Task instructions:
Return, from the material below, each line in which the word "async" is present.

Record extracts:
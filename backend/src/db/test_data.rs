//! Fixed rows seeded before every test.
//!
//! Twelve articles, one of them on `cats`; article 1 has eleven comments,
//! article 2 has none, and `paper` has no articles at all.

use chrono::{DateTime, Utc};

use super::{SeedArticle, SeedComment, SeedData};
use crate::models::{Topic, User};

fn at(raw: &str) -> DateTime<Utc> {
    raw.parse().unwrap()
}

fn topic(slug: &str, description: &str) -> Topic {
    Topic {
        slug: slug.to_string(),
        description: description.to_string(),
    }
}

fn user(username: &str, name: &str, avatar_url: &str) -> User {
    User {
        username: username.to_string(),
        name: name.to_string(),
        avatar_url: avatar_url.to_string(),
    }
}

fn article(title: &str, topic: &str, author: &str, body: &str, created_at: &str, votes: i64) -> SeedArticle {
    SeedArticle {
        title: title.to_string(),
        topic: topic.to_string(),
        author: author.to_string(),
        body: body.to_string(),
        created_at: at(created_at),
        votes,
    }
}

fn comment(article_id: i64, author: &str, body: &str, votes: i64, created_at: &str) -> SeedComment {
    SeedComment {
        article_id,
        author: author.to_string(),
        body: body.to_string(),
        created_at: at(created_at),
        votes,
    }
}

pub const ARTICLE_COUNT: i64 = 12;
pub const COMMENT_COUNT: i64 = 18;

pub fn test_data() -> SeedData {
    SeedData {
        topics: vec![
            topic("mitch", "The man, the Mitch, the legend"),
            topic("cats", "Not dogs"),
            topic("paper", "what books are made of"),
        ],
        users: vec![
            user(
                "butter_bridge",
                "jonny",
                "https://www.healthytherapies.com/wp-content/uploads/2016/06/Lime3.jpg",
            ),
            user(
                "icellusedkars",
                "sam",
                "https://avatars2.githubusercontent.com/u/24604688?s=460&v=4",
            ),
            user(
                "rogersop",
                "paul",
                "https://avatars2.githubusercontent.com/u/24394918?s=400&v=4",
            ),
            user(
                "lurker",
                "do_nothing",
                "https://www.golenbock.com/wp-content/uploads/2015/01/placeholder-user.png",
            ),
        ],
        articles: vec![
            article(
                "Living in the shadow of a great man",
                "mitch",
                "butter_bridge",
                "I find this existence challenging",
                "2020-07-09T20:11:00Z",
                100,
            ),
            article(
                "Sony Vaio; or, The Laptop",
                "mitch",
                "icellusedkars",
                "Call me Mitchell. Some years ago, never mind how long precisely, having little or no money in my purse, and nothing particular to interest me on shore, I thought I would buy a laptop about a little and see the codey part of the world.",
                "2020-10-16T05:03:00Z",
                0,
            ),
            article(
                "Eight pug gifs that remind me of mitch",
                "mitch",
                "icellusedkars",
                "some gifs",
                "2020-11-03T09:12:00Z",
                0,
            ),
            article(
                "Student SUES Mitch!",
                "mitch",
                "rogersop",
                "We all love Mitch and his wonderful, unique typing style. However, the volume of his typing has ALLEGEDLY burst another students eardrums, and they are now suing for damages",
                "2020-05-06T01:14:00Z",
                0,
            ),
            article(
                "UNCOVERED: catspiracy to bring down democracy",
                "cats",
                "rogersop",
                "Bastet walks amongst us, and the cats are taking arms!",
                "2020-08-03T13:14:00Z",
                0,
            ),
            article(
                "A",
                "mitch",
                "icellusedkars",
                "Delicious tin of cat food",
                "2020-10-18T01:00:00Z",
                0,
            ),
            article(
                "Z",
                "mitch",
                "icellusedkars",
                "I was hungry.",
                "2020-01-07T14:08:00Z",
                0,
            ),
            article(
                "Does Mitch predate civilisation?",
                "mitch",
                "icellusedkars",
                "Archaeologists have uncovered a gigantic statue from the dawn of humanity, and it has an uncanny resemblance to Mitch.",
                "2020-04-17T01:08:00Z",
                0,
            ),
            article(
                "They're not exactly dogs, are they?",
                "mitch",
                "butter_bridge",
                "Well? Think about it.",
                "2020-06-06T09:10:00Z",
                0,
            ),
            article(
                "Seven inspirational thought leaders from Manchester UK",
                "mitch",
                "rogersop",
                "Who are we kidding, there is only one, and it's Mitch!",
                "2020-05-14T04:15:00Z",
                0,
            ),
            article(
                "Am I a cat?",
                "mitch",
                "icellusedkars",
                "Having run out of ideas for articles, I am staring at the wall blankly, like a cat. Does this make me a cat?",
                "2020-01-15T22:21:00Z",
                0,
            ),
            article(
                "Moustache",
                "mitch",
                "butter_bridge",
                "Have you seen the size of that thing?",
                "2020-10-11T11:24:00Z",
                0,
            ),
        ],
        comments: vec![
            comment(
                9,
                "butter_bridge",
                "Oh, I've got compassion running out of my nose, pal! I'm the Sultan of Sentiment!",
                16,
                "2020-04-06T12:17:00Z",
            ),
            comment(
                1,
                "butter_bridge",
                "The beautiful thing about treasure is that it exists. Got to find out what kind of sheets these are; not cotton, not rayon, silky.",
                14,
                "2020-10-31T03:03:00Z",
            ),
            comment(
                1,
                "icellusedkars",
                "Replacing the quiet elegance of the dark suit and tie with the casual indifference of these muted earth tones is a form of fashion suicide, but, uh, call me crazy, onyx.",
                100,
                "2020-03-01T01:13:00Z",
            ),
            comment(
                1,
                "icellusedkars",
                "I carry a log, yes. Is it funny to you? It is not to me.",
                -100,
                "2020-02-23T12:01:00Z",
            ),
            comment(
                1,
                "icellusedkars",
                "I hate streaming noses",
                0,
                "2020-11-03T21:00:00Z",
            ),
            comment(
                1,
                "icellusedkars",
                "I hate streaming eyes even more",
                0,
                "2020-04-11T21:02:00Z",
            ),
            comment(
                1,
                "icellusedkars",
                "Lobster pot",
                0,
                "2020-05-15T20:19:00Z",
            ),
            comment(
                1,
                "icellusedkars",
                "Delicious crackerbreads",
                0,
                "2020-04-14T20:19:00Z",
            ),
            comment(
                1,
                "icellusedkars",
                "Superficially charming",
                0,
                "2020-01-01T03:08:00Z",
            ),
            comment(
                3,
                "icellusedkars",
                "git push origin master",
                0,
                "2020-06-20T07:24:00Z",
            ),
            comment(
                3,
                "icellusedkars",
                "Ambidextrous marsupial",
                0,
                "2020-09-19T23:10:00Z",
            ),
            comment(
                1,
                "icellusedkars",
                "Massive intercranial brain haemorrhage",
                0,
                "2020-03-02T07:10:00Z",
            ),
            comment(
                1,
                "icellusedkars",
                "Fruit pastilles",
                0,
                "2020-06-15T10:25:00Z",
            ),
            comment(
                5,
                "icellusedkars",
                "What do you see? I have no idea where this will lead us. This place I speak of, is known as the Black Lodge.",
                16,
                "2020-06-09T05:00:00Z",
            ),
            comment(
                5,
                "butter_bridge",
                "I am 100% sure that we're not completely sure.",
                1,
                "2020-11-24T00:08:00Z",
            ),
            comment(
                6,
                "butter_bridge",
                "This is a bad article name",
                1,
                "2020-10-11T15:23:00Z",
            ),
            comment(
                9,
                "icellusedkars",
                "The owls are not what they seem.",
                20,
                "2020-03-14T17:02:00Z",
            ),
            comment(
                1,
                "butter_bridge",
                "This morning, I showered for nine minutes.",
                16,
                "2020-07-21T00:20:00Z",
            ),
        ],
    }
}
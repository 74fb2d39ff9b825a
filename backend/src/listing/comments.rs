//! `GET /api/articles/:article_id/comments` validation and SQL.

use std::collections::HashMap;

use sqlx::{QueryBuilder, Sqlite};

use super::{reject_unknown_keys, Page};
use crate::db::{require_exists, ExistenceCheck, Lookup};
use crate::errors::AppError;
use crate::validation::parse_number;

/// Query keys accepted by the comment listing.
pub const COMMENT_QUERY_KEYS: &[&str] = &["limit", "p"];

/// A fully validated comment listing request.
#[derive(Debug, Clone, Copy, PartialEq, Eq)]
pub struct CommentListing {
    pub article_id: i64,
    pub page: Page,
}

/// Validate the route id and query string, in that order, confirming the
/// article exists before the page is parsed.
pub async fn validate_comment_listing<C>(
    checker: &C,
    raw_article_id: &str,
    params: &HashMap<String, String>,
) -> Result<CommentListing, AppError>
where
    C: ExistenceCheck + ?Sized,
{
    reject_unknown_keys(params, COMMENT_QUERY_KEYS)?;

    let article_id = parse_number("article_id", raw_article_id)?;
    require_exists(
        checker,
        Lookup::ArticleId(article_id),
        AppError::not_found("no article with that id"),
    )
    .await?;

    let page = Page::parse(
        params.get("limit").map(String::as_str),
        params.get("p").map(String::as_str),
    )?;

    Ok(CommentListing { article_id, page })
}

/// Newest comments first; `comment_id` breaks timestamp ties.
pub fn comment_listing_query(listing: &CommentListing) -> QueryBuilder<'static, Sqlite> {
    let mut query = QueryBuilder::new(
        "SELECT comment_id, article_id, author, body, created_at, votes \
         FROM comments WHERE article_id = ",
    );
    query
        .push_bind(listing.article_id)
        .push(" ORDER BY created_at DESC, comment_id DESC LIMIT ")
        .push_bind(listing.page.limit)
        .push(" OFFSET ")
        .push_bind(listing.page.offset);
    query
}

#[cfg(test)]
mod tests {
    use super::*;
    use crate::db::stub::StubChecker;

    fn params(pairs: &[(&str, &str)]) -> HashMap<String, String> {
        pairs
            .iter()
            .map(|(k, v)| (k.to_string(), v.to_string()))
            .collect()
    }

    #[tokio::test]
    async fn test_valid_listing() {
        let checker = StubChecker::seeded();
        let listing = validate_comment_listing(&checker, "1", &params(&[("limit", "3"), ("p", "2")]))
            .await
            .unwrap();
        assert_eq!(listing.article_id, 1);
        assert_eq!(listing.page, Page { limit: 3, offset: 3 });
    }

    #[tokio::test]
    async fn test_rejections() {
        let checker = StubChecker::seeded();

        let err = validate_comment_listing(&checker, "1", &params(&[("sort_by", "votes")]))
            .await
            .unwrap_err();
        assert_eq!(err.client_message(), "invalid query");

        let err = validate_comment_listing(&checker, "one", &params(&[]))
            .await
            .unwrap_err();
        assert_eq!(err.status_code(), 400);
        assert_eq!(err.client_message(), "article_id must be a number");

        let err = validate_comment_listing(&checker, "99", &params(&[]))
            .await
            .unwrap_err();
        assert_eq!(err.status_code(), 404);
        assert_eq!(err.client_message(), "no article with that id");

        let err = validate_comment_listing(&checker, "1", &params(&[("p", "x")]))
            .await
            .unwrap_err();
        assert_eq!(err.client_message(), "p must be a number");
    }

    #[test]
    fn test_query_shape() {
        let listing = CommentListing {
            article_id: 1,
            page: Page::default(),
        };
        let query = comment_listing_query(&listing);
        assert_eq!(
            query.sql(),
            "SELECT comment_id, article_id, author, body, created_at, votes \
             FROM comments WHERE article_id = ? \
             ORDER BY created_at DESC, comment_id DESC LIMIT ? OFFSET ?"
        );
    }
}
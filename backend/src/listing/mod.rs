//! Query construction for the listing endpoints.
//!
//! A query-string map is validated once into an [`ArticleListing`] or
//! [`CommentListing`]; the SQL builders below only ever see those typed
//! values, so the sort column and direction can only come from closed enums
//! and every user-supplied value is a bound parameter.

mod articles;
mod comments;

pub use articles::*;
pub use comments::*;

use std::collections::HashMap;

use crate::errors::AppError;
use crate::validation::parse_number;

/// Page size used when `limit` is absent.
pub const DEFAULT_LIMIT: i64 = 10;

/// Reject the whole request if any key falls outside `allowed`.
pub fn reject_unknown_keys(
    params: &HashMap<String, String>,
    allowed: &[&str],
) -> Result<(), AppError> {
    if let Some(key) = params.keys().find(|k| !allowed.contains(&k.as_str())) {
        tracing::debug!(key = %key, "Unrecognized query key");
        return Err(AppError::bad_request("invalid query"));
    }
    Ok(())
}

/// A validated limit/offset pair.
#[derive(Debug, Clone, Copy, PartialEq, Eq)]
pub struct Page {
    pub limit: i64,
    pub offset: i64,
}

impl Default for Page {
    fn default() -> Self {
        Self {
            limit: DEFAULT_LIMIT,
            offset: 0,
        }
    }
}

impl Page {
    /// Parse the raw `limit` and 1-indexed `p` values.
    ///
    /// `limit` defaults to [`DEFAULT_LIMIT`]; a missing `p` means offset 0.
    pub fn parse(limit: Option<&str>, p: Option<&str>) -> Result<Self, AppError> {
        let limit = match limit {
            Some(raw) => {
                let value = parse_number("limit", raw)?;
                if value < 0 {
                    return Err(AppError::bad_request("limit must be a positive number"));
                }
                value
            }
            None => DEFAULT_LIMIT,
        };

        let offset = match p {
            Some(raw) => {
                let page = parse_number("p", raw)?;
                if page < 1 {
                    return Err(AppError::bad_request("p must be a positive number"));
                }
                limit.saturating_mul(page - 1)
            }
            None => 0,
        };

        Ok(Self { limit, offset })
    }
}
//! Configuration module for the news backend.
//!
//! All configuration is loaded from environment variables with sensible defaults.

use std::env;
use std::net::SocketAddr;
use std::path::PathBuf;

use thiserror::Error;

/// Raised when an environment variable is set but cannot be parsed.
#[derive(Debug, Error)]
pub enum ConfigError {
    #[error("invalid NEWS_BIND_ADDR {value:?}: {source}")]
    BindAddr {
        value: String,
        source: std::net::AddrParseError,
    },
    #[error("invalid boolean for {name}: {value:?}")]
    Bool { name: &'static str, value: String },
}

/// Application configuration loaded from environment variables.
#[derive(Debug, Clone)]
pub struct Config {
    /// Path to SQLite database file
    pub db_path: PathBuf,
    /// Address to bind the server to
    pub bind_addr: SocketAddr,
    /// Log level (trace, debug, info, warn, error)
    pub log_level: String,
    /// Emit logs as JSON lines instead of the human-readable format
    pub log_json: bool,
    /// Optional JSON seed bundle loaded into a fresh database at startup
    pub seed_file: Option<PathBuf>,
}

impl Config {
    /// Load configuration from environment variables.
    pub fn from_env() -> Result<Self, ConfigError> {
        dotenvy::dotenv().ok();
        Self::from_lookup(|name| env::var(name).ok())
    }

    /// Build configuration from any name-to-value source.
    fn from_lookup(var: impl Fn(&str) -> Option<String>) -> Result<Self, ConfigError> {
        let db_path = var("NEWS_DB_PATH")
            .unwrap_or_else(|| "./data/news.sqlite".to_string())
            .into();

        let raw_addr = var("NEWS_BIND_ADDR").unwrap_or_else(|| "127.0.0.1:9090".to_string());
        let bind_addr = raw_addr
            .parse()
            .map_err(|source| ConfigError::BindAddr {
                value: raw_addr.clone(),
                source,
            })?;

        let log_level = var("NEWS_LOG_LEVEL").unwrap_or_else(|| "info".to_string());
        let log_json = parse_bool("NEWS_LOG_JSON", var("NEWS_LOG_JSON"))?;
        let seed_file = var("NEWS_SEED_FILE").map(PathBuf::from);

        Ok(Self {
            db_path,
            bind_addr,
            log_level,
            log_json,
            seed_file,
        })
    }
}

fn parse_bool(name: &'static str, value: Option<String>) -> Result<bool, ConfigError> {
    let Some(value) = value else {
        return Ok(false);
    };
    match value.trim().to_ascii_lowercase().as_str() {
        "1" | "true" | "yes" | "on" => Ok(true),
        "" | "0" | "false" | "no" | "off" => Ok(false),
        _ => Err(ConfigError::Bool { name, value }),
    }
}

Result:
pub async fn validate_comment_listing<C>(
    async fn test_valid_listing() {
    async fn test_rejections() {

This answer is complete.